What this task involves: Transcribe only what runs from the line including "pub mod checkout;" through the last line of the entries, exactly as it appears.

[[ Provided material open ]]

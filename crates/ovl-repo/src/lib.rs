//! The ovl tree store.
//!
//! Ties an object store and a ref store together behind the [`TreeStore`]
//! trait: transactional writes of directory trees and commits, branch
//! resolution, and checkout into a directory in either plain union mode or
//! overlay mode, where whiteout entries delete lower-layer content.
//!
//! # Modules
//!
//! - [`repo`] — [`Repo`], the on-disk and in-memory implementation
//! - [`traits`] — the [`TreeStore`] trait
//! - [`transaction`] — [`Transaction`] and its stats
//! - [`mtree`] — [`MutableTree`], the tree builder
//! - [`checkout`] — [`CheckoutMode`] and [`CheckoutStats`]
//! - [`whiteout`] — whiteout entry names
//! - [`config`] — [`RepoConfig`]
//! - [`lock`] — the single-writer lock

pub mod checkout;
pub mod config;
pub mod error;
mod ingest;
pub mod lock;
pub mod mtree;
pub mod repo;
pub mod traits;
pub mod transaction;
pub mod whiteout;

pub use checkout::{CheckoutMode, CheckoutStats};
pub use config::{RepoConfig, RepoMode};
pub use error::{BoxError, RepoError, RepoResult};
pub use mtree::{MtreeEntry, MutableTree};
pub use repo::Repo;
pub use traits::TreeStore;
pub use transaction::{Transaction, TransactionStats};
pub use whiteout::{whiteout_name, Whiteout, OPAQUE_WHITEOUT, WHITEOUT_PREFIX};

[[ Provided material closed ]]

Reply:
pub mod checkout;
pub mod config;
pub mod error;
mod ingest;
pub mod lock;
pub mod mtree;
pub mod repo;
pub mod traits;
pub mod transaction;
pub mod whiteout;

pub use checkout::{CheckoutMode, CheckoutStats};
pub use config::{RepoConfig, RepoMode};
pub use error::{BoxError, RepoError, RepoResult};
pub use mtree::{MtreeEntry, MutableTree};
pub use repo::Repo;
pub use traits::TreeStore;
pub use transaction::{Transaction, TransactionStats};
pub use whiteout::{whiteout_name, Whiteout, OPAQUE_WHITEOUT, WHITEOUT_PREFIX};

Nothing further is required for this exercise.